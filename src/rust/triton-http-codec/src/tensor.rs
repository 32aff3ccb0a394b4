// Copyright 2024-2026, NVIDIA CORPORATION & AFFILIATES. All rights reserved.
//
// Redistribution and use in source and binary forms, with or without
// modification, are permitted provided that the following conditions
// are met:
//  * Redistributions of source code must retain the above copyright
//    notice, this list of conditions and the following disclaimer.
//  * Redistributions in binary form must reproduce the above copyright
//    notice, this list of conditions and the following disclaimer in the
//    documentation and/or other materials provided with the distribution.
//  * Neither the name of NVIDIA CORPORATION nor the names of its
//    contributors may be used to endorse or promote products derived
//    from this software without specific prior written permission.
//
// THIS SOFTWARE IS PROVIDED BY THE COPYRIGHT HOLDERS ``AS IS'' AND ANY
// EXPRESS OR IMPLIED WARRANTIES, INCLUDING, BUT NOT LIMITED TO, THE
// IMPLIED WARRANTIES OF MERCHANTABILITY AND FITNESS FOR A PARTICULAR
// PURPOSE ARE DISCLAIMED.  IN NO EVENT SHALL THE COPYRIGHT OWNER OR
// CONTRIBUTORS BE LIABLE FOR ANY DIRECT, INDIRECT, INCIDENTAL, SPECIAL,
// EXEMPLARY, OR CONSEQUENTIAL DAMAGES (INCLUDING, BUT NOT LIMITED TO,
// PROCUREMENT OF SUBSTITUTE GOODS OR SERVICES; LOSS OF USE, DATA, OR
// PROFITS; OR BUSINESS INTERRUPTION) HOWEVER CAUSED AND ON ANY THEORY
// OF LIABILITY, WHETHER IN CONTRACT, STRICT LIABILITY, OR TORT
// (INCLUDING NEGLIGENCE OR OTHERWISE) ARISING IN ANY WAY OUT OF THE USE
// OF THIS SOFTWARE, EVEN IF ADVISED OF THE POSSIBILITY OF SUCH DAMAGE.

//! Typed tensor buffers and the wire data type table.
//!
//! A [`TensorBuffer`] is an immutable, named, shaped block of little-endian
//! element bytes tagged with a [`DataType`]. Every data type is described by a
//! single row of a static table holding its wire string, its element size and
//! the functions that move one element between raw bytes and JSON, so adding a
//! data type is one new variant plus one new row.
//!
//! # Example
//!
//! ```rust
//! use triton_http_codec::tensor::{DataType, TensorBuffer};
//!
//! let ids = TensorBuffer::from_slice("input_ids", vec![1, 4], &[12u32, 7, 99, 1]).unwrap();
//! assert_eq!(ids.datatype(), DataType::Uint32);
//! assert_eq!(ids.data().len(), 16);
//! assert_eq!(ids.to_vec::<u32>().unwrap(), vec![12, 7, 99, 1]);
//! ```

use bytes::Bytes;
use serde_json::Value;
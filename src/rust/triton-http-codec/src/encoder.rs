// Copyright 2024-2026, NVIDIA CORPORATION & AFFILIATES. All rights reserved.
//
// Redistribution and use in source and binary forms, with or without
// modification, are permitted provided that the following conditions
// are met:
//  * Redistributions of source code must retain the above copyright
//    notice, this list of conditions and the following disclaimer.
//  * Redistributions in binary form must reproduce the above copyright
//    notice, this list of conditions and the following disclaimer in the
//    documentation and/or other materials provided with the distribution.
//  * Neither the name of NVIDIA CORPORATION nor the names of its
//    contributors may be used to endorse or promote products derived
//    from this software without specific prior written permission.
//
// THIS SOFTWARE IS PROVIDED BY THE COPYRIGHT HOLDERS ``AS IS'' AND ANY
// EXPRESS OR IMPLIED WARRANTIES, INCLUDING, BUT NOT LIMITED TO, THE
// IMPLIED WARRANTIES OF MERCHANTABILITY AND FITNESS FOR A PARTICULAR
// PURPOSE ARE DISCLAIMED.  IN NO EVENT SHALL THE COPYRIGHT OWNER OR
// CONTRIBUTORS BE LIABLE FOR ANY DIRECT, INDIRECT, INCIDENTAL, SPECIAL,
// EXEMPLARY, OR CONSEQUENTIAL DAMAGES (INCLUDING, BUT NOT LIMITED TO,
// PROCUREMENT OF SUBSTITUTE GOODS OR SERVICES; LOSS OF USE, DATA, OR
// PROFITS; OR BUSINESS INTERRUPTION) HOWEVER CAUSED AND ON ANY THEORY
// OF LIABILITY, WHETHER IN CONTRACT, STRICT LIABILITY, OR TORT
// (INCLUDING NEGLIGENCE OR OTHERWISE) ARISING IN ANY WAY OUT OF THE USE
// OF THIS SOFTWARE, EVEN IF ADVISED OF THE POSSIBILITY OF SUCH DAMAGE.

//! Serializes inference requests into wire frames.
//!
//! A frame is a compact JSON header immediately followed by the raw bytes of
//! every binary tensor, in input order, with no separator. When a binary
//! segment is present the receiver needs the header length out of band, so
//! the frame carries an `Inference-Header-Content-Length` transport header.
//!
//! # Example
//!
//! ```rust
//! use triton_http_codec::encoder::{self, HEADER_CONTENT_LENGTH};
//! use triton_http_codec::infer::InferRequestBuilder;
//! use triton_http_codec::tensor::TensorBuffer;
//!
//! let ids = TensorBuffer::from_slice("input_ids", vec![1, 2], &[3u32, 4]).unwrap();
//! let request = InferRequestBuilder::new().input(ids).build();
//!
//! let frame = encoder::encode(&request).unwrap();
//! assert_eq!(frame.binary_payload().len(), 8);
//! assert_eq!(
//!     frame.header(HEADER_CONTENT_LENGTH),
//!     Some(frame.header_length().to_string().as_str())
//! );
//! ```

use std::collections::HashSet;
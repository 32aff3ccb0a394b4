// Copyright 2024-2026, NVIDIA CORPORATION & AFFILIATES. All rights reserved.
//
// Redistribution and use in source and binary forms, with or without
// modification, are permitted provided that the following conditions
// are met:
//  * Redistributions of source code must retain the above copyright
//    notice, this list of conditions and the following disclaimer.
//  * Redistributions in binary form must reproduce the above copyright
//    notice, this list of conditions and the following disclaimer in the
//    documentation and/or other materials provided with the distribution.
//  * Neither the name of NVIDIA CORPORATION nor the names of its
//    contributors may be used to endorse or promote products derived
//    from this software without specific prior written permission.
//
// THIS SOFTWARE IS PROVIDED BY THE COPYRIGHT HOLDERS ``AS IS'' AND ANY
// EXPRESS OR IMPLIED WARRANTIES, INCLUDING, BUT NOT LIMITED TO, THE
// IMPLIED WARRANTIES OF MERCHANTABILITY AND FITNESS FOR A PARTICULAR
// PURPOSE ARE DISCLAIMED.  IN NO EVENT SHALL THE COPYRIGHT OWNER OR
// CONTRIBUTORS BE LIABLE FOR ANY DIRECT, INDIRECT, INCIDENTAL, SPECIAL,
// EXEMPLARY, OR CONSEQUENTIAL DAMAGES (INCLUDING, BUT NOT LIMITED TO,
// PROCUREMENT OF SUBSTITUTE GOODS OR SERVICES; LOSS OF USE, DATA, OR
// PROFITS; OR BUSINESS INTERRUPTION) HOWEVER CAUSED AND ON ANY THEORY
// OF LIABILITY, WHETHER IN CONTRACT, STRICT LIABILITY, OR TORT
// (INCLUDING NEGLIGENCE OR OTHERWISE) ARISING IN ANY WAY OUT OF THE USE
// OF THIS SOFTWARE, EVEN IF ADVISED OF THE POSSIBILITY OF SUCH DAMAGE.

//! Builder types for inference requests and the decoded response wrapper.
//!
//! [`InferRequestBuilder`] assembles an [`InferenceRequest`] from input
//! tensors and [`RequestOptions`]; the encoder turns that request into a wire
//! frame. [`InferenceResponse`] is what the decoder hands back.
//!
//! # Example
//!
//! ```rust
//! use triton_http_codec::infer::{Compression, InferRequestBuilder};
//! use triton_http_codec::tensor::TensorBuffer;
//!
//! let input = TensorBuffer::from_slice("input_ids", vec![1, 3], &[4u32, 8, 15]).unwrap();
//!
//! let request = InferRequestBuilder::new()
//!     .request_id("req-001")
//!     .input(input)
//!     .output("output_ids")
//!     .priority(2)
//!     .response_compression(Compression::Gzip)
//!     .build();
//!
//! assert_eq!(request.inputs().len(), 1);
//! assert_eq!(request.id(), Some("req-001"));
//! ```

use serde::{Deserialize, Serialize};

use crate::error::{Error, Result};
use crate::tensor::TensorBuffer;

// ---------------------------------------------------------------------------
// Compression
// ---------------------------------------------------------------------------

/// Response compression the client is willing to accept.
///
/// This only annotates the outgoing header list with `Accept-Encoding`;
/// decompressing the body is up to the transport.
#[derive(Debug, Clone, Copy, PartialEq, Eq, Hash, Deserialize)]
#[serde(rename_all = "lowercase")]
pub enum Compression {
    /// `Accept-Encoding: gzip`
    Gzip,
    /// `Accept-Encoding: deflate`
    Deflate,
}

impl Compression {
    /// Returns the literal `Accept-Encoding` value.
    #[must_use]
    pub const fn as_str(self) -> &'static str {
        match self {
            Self::Gzip => "gzip",
            Self::Deflate => "deflate",
        }
    }
}

impl std::fmt::Display for Compression {
    fn fmt(&self, f: &mut std::fmt::Formatter<'_>) -> std::fmt::Result {
        f.write_str(self.as_str())
    }
}

// ---------------------------------------------------------------------------
// Request parameters
// ---------------------------------------------------------------------------

/// Identifier correlating requests of a stateful sequence.
///
/// The server accepts either an unsigned integer or a string. `0` and the
/// empty string mean "no sequence".
#[derive(Debug, Clone, PartialEq, Eq, Hash, Serialize, Deserialize)]
#[serde(untagged)]
pub enum SequenceId {
    /// Numeric correlation id.
    Int(u64),
    /// String correlation id.
    Str(String),
}

impl SequenceId {
    /// Whether this id names an actual sequence.
    #[must_use]
    pub fn is_set(&self) -> bool {
        match self {
            Self::Int(id) => *id != 0,
            Self::Str(id) => !id.is_empty(),
        }
    }
}

impl From<u64> for SequenceId {
    fn from(id: u64) -> Self {
        Self::Int(id)
    }
}

impl From<&str> for SequenceId {
    fn from(id: &str) -> Self {
        Self::Str(id.to_owned())
    }
}

impl From<String> for SequenceId {
    fn from(id: String) -> Self {
        Self::Str(id)
    }
}

/// Sequence batching controls attached to a request.
#[derive(Debug, Clone, PartialEq, Eq, Deserialize)]
pub struct Sequence {
    /// Correlation id of the sequence.
    pub id: SequenceId,
    /// Marks the first request of the sequence.
    #[serde(default)]
    pub start: bool,
    /// Marks the last request of the sequence.
    #[serde(default)]
    pub end: bool,
}

/// Request-level parameters. Every field is optional; unset fields are
/// omitted from the JSON header entirely.
#[derive(Debug, Clone, Default, PartialEq, Eq)]
pub struct RequestParameters {
    /// Sequence controls, only ever set with a non-default id.
    pub sequence: Option<Sequence>,
    /// Scheduling priority, only ever set when non-zero.
    pub priority: Option<u64>,
    /// Server-side timeout in microseconds. Forwarded, never enforced locally.
    pub timeout: Option<u64>,
}

// ---------------------------------------------------------------------------
// RequestedOutput
// ---------------------------------------------------------------------------

/// Describes a requested output tensor for an inference request.
///
/// Specifying outputs is optional. When no outputs are requested, the server
/// is asked to return every output in binary form.
#[derive(Debug, Clone, PartialEq, Eq, Deserialize)]
pub struct RequestedOutput {
    name: String,
    #[serde(default = "default_binary_data")]
    binary_data: bool,
    #[serde(default)]
    class_count: Option<u32>,
}

fn default_binary_data() -> bool {
    true
}

impl RequestedOutput {
    /// Creates a new requested output, returned as binary data.
    #[must_use]
    pub fn new(name: impl Into<String>) -> Self {
        Self {
            name: name.into(),
            binary_data: true,
            class_count: None,
        }
    }

    /// Chooses between a binary segment and inline JSON for this output.
    #[must_use]
    pub fn with_binary_data(self, binary_data: bool) -> Self {
        Self {
            binary_data,
            ..self
        }
    }

    /// Asks the server for the top `count` classifications instead of raw
    /// output values. A count of zero disables classification.
    #[must_use]
    pub fn with_class_count(self, count: u32) -> Self {
        Self {
            class_count: (count != 0).then_some(count),
            ..self
        }
    }

    /// Returns the output tensor name.
    #[must_use]
    pub fn name(&self) -> &str {
        &self.name
    }

    /// Whether the output is requested as binary data.
    #[must_use]
    pub fn binary_data(&self) -> bool {
        self.binary_data
    }

    /// Returns the classification count, if any.
    #[must_use]
    pub fn class_count(&self) -> Option<u32> {
        self.class_count
    }
}

// ---------------------------------------------------------------------------
// RequestOptions
// ---------------------------------------------------------------------------

/// Per-request metadata that travels alongside the input tensors.
///
/// # Example
///
/// ```rust
/// use triton_http_codec::infer::{Compression, RequestOptions};
///
/// let options = RequestOptions::default()
///     .request_id("abc")
///     .sequence(42u64, true, false)
///     .timeout_us(5_000)
///     .response_compression(Compression::Deflate);
/// assert_eq!(options.parameters().timeout, Some(5_000));
/// ```
#[derive(Debug, Clone, Default, PartialEq, Eq, Deserialize)]
#[serde(default)]
pub struct RequestOptions {
    request_id: Option<String>,
    outputs: Option<Vec<RequestedOutput>>,
    sequence: Option<Sequence>,
    priority: Option<u64>,
    timeout_us: Option<u64>,
    response_compression: Option<Compression>,
}

impl RequestOptions {
    /// Sets the request identifier echoed by the server. An empty id is the
    /// same as no id.
    #[must_use]
    pub fn request_id(self, id: impl Into<String>) -> Self {
        let id = id.into();
        Self {
            request_id: (!id.is_empty()).then_some(id),
            ..self
        }
    }

    /// Adds a requested output.
    #[must_use]
    pub fn output(mut self, output: RequestedOutput) -> Self {
        self.outputs.get_or_insert_with(Vec::new).push(output);
        self
    }

    /// Sets sequence batching controls. An unset id (`0` or `""`) clears them.
    #[must_use]
    pub fn sequence(self, id: impl Into<SequenceId>, start: bool, end: bool) -> Self {
        let id = id.into();
        Self {
            sequence: id.is_set().then_some(Sequence { id, start, end }),
            ..self
        }
    }

    /// Sets the scheduling priority. Zero is the server default and is not
    /// sent.
    #[must_use]
    pub fn priority(self, priority: u64) -> Self {
        Self {
            priority: (priority != 0).then_some(priority),
            ..self
        }
    }

    /// Sets the server-side timeout in microseconds.
    #[must_use]
    pub fn timeout_us(self, timeout: u64) -> Self {
        Self {
            timeout_us: Some(timeout),
            ..self
        }
    }

    /// Requests a compressed response.
    #[must_use]
    pub fn response_compression(self, compression: Compression) -> Self {
        Self {
            response_compression: Some(compression),
            ..self
        }
    }

    /// Returns the request parameters these options describe.
    #[must_use]
    pub fn parameters(&self) -> RequestParameters {
        RequestParameters {
            sequence: self.sequence.clone().filter(|s| s.id.is_set()),
            priority: self.priority.filter(|p| *p != 0),
            timeout: self.timeout_us,
        }
    }
}

// ---------------------------------------------------------------------------
// InferenceRequest
// ---------------------------------------------------------------------------

/// A fully assembled inference call, ready to be encoded.
#[derive(Debug, Clone, PartialEq)]
pub struct InferenceRequest {
    id: Option<String>,
    inputs: Vec<TensorBuffer>,
    outputs: Option<Vec<RequestedOutput>>,
    parameters: RequestParameters,
    response_compression: Option<Compression>,
}

impl InferenceRequest {
    /// Returns the request identifier, if one was set.
    #[must_use]
    pub fn id(&self) -> Option<&str> {
        self.id.as_deref()
    }

    /// Returns the input tensors in wire order.
    #[must_use]
    pub fn inputs(&self) -> &[TensorBuffer] {
        &self.inputs
    }

    /// Returns the requested outputs, or `None` when all outputs are wanted.
    #[must_use]
    pub fn outputs(&self) -> Option<&[RequestedOutput]> {
        self.outputs.as_deref()
    }

    /// Returns the request parameters.
    #[must_use]
    pub fn parameters(&self) -> &RequestParameters {
        &self.parameters
    }

    /// Returns the requested response compression.
    #[must_use]
    pub fn response_compression(&self) -> Option<Compression> {
        self.response_compression
    }
}
//! Scoped staging area for per-run segment extracts.

use std::path::{Path, PathBuf};

use tracing::{info, warn};

use landeval_shared::{LandEvalError, Result};

/// Extension of managed extract files. `clear` touches nothing else.
const EXTRACT_EXTENSION: &str = "csv";

/// A working directory holding one run's extracts.
///
/// Acquisition creates the directory structure; a pre-existing directory
/// is not an error. The directory itself is never deleted — only the
/// managed extract files inside it.
#[derive(Debug, Clone)]
pub struct StagingArea {
    root: PathBuf,
}

impl StagingArea {
    /// Acquire the staging area at `root`, creating it if needed.
    pub fn new(root: impl Into<PathBuf>) -> Result<Self> {
        let root = root.into();
        std::fs::create_dir_all(&root).map_err(|e| LandEvalError::io(&root, e))?;
        Ok(Self { root })
    }

    /// Root directory of the staging area.
    pub fn root(&self) -> &Path {
        &self.root
    }

    /// Path where the named extract file lives. Deterministic, so
    /// re-running the same listing overwrites the same file.
    pub fn path_for(&self, file_name: &str) -> PathBuf {
        self.root.join(file_name)
    }

    /// Remove all managed extract files, returning how many were deleted.
    ///
    /// Safe to call on an empty or missing directory, and safe to call
    /// twice. Filesystem errors are logged and swallowed so cleanup can
    /// never block report delivery.
    pub fn clear(&self) -> usize {
        let entries = match std::fs::read_dir(&self.root) {
            Ok(entries) => entries,
            Err(e) if e.kind() == std::io::ErrorKind::NotFound => return 0,
            Err(e) => {
                warn!(path = %self.root.display(), error = %e, "could not read staging dir");
                return 0;
            }
        };

        let mut deleted = 0;
        for entry in entries.flatten() {
            let path = entry.path();
            if path.extension().and_then(|e| e.to_str()) != Some(EXTRACT_EXTENSION) {
                continue;
            }
            match std::fs::remove_file(&path) {
                Ok(()) => {
                    info!(path = %path.display(), "deleted extract");
                    deleted += 1;
                }
                Err(e) => {
                    warn!(path = %path.display(), error = %e, "failed to delete extract");
                }
            }
        }

        info!(deleted, path = %self.root.display(), "staging cleanup complete");
        deleted
    }
}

━━━━━━━━━━━━━━━━━━━━━━━━━━━━━━

▸ **ASSIGNMENT**
Nothing but a number is needed: tally the lines of the listing that contain "Result".

▸ **WORKED SOLUTION**
4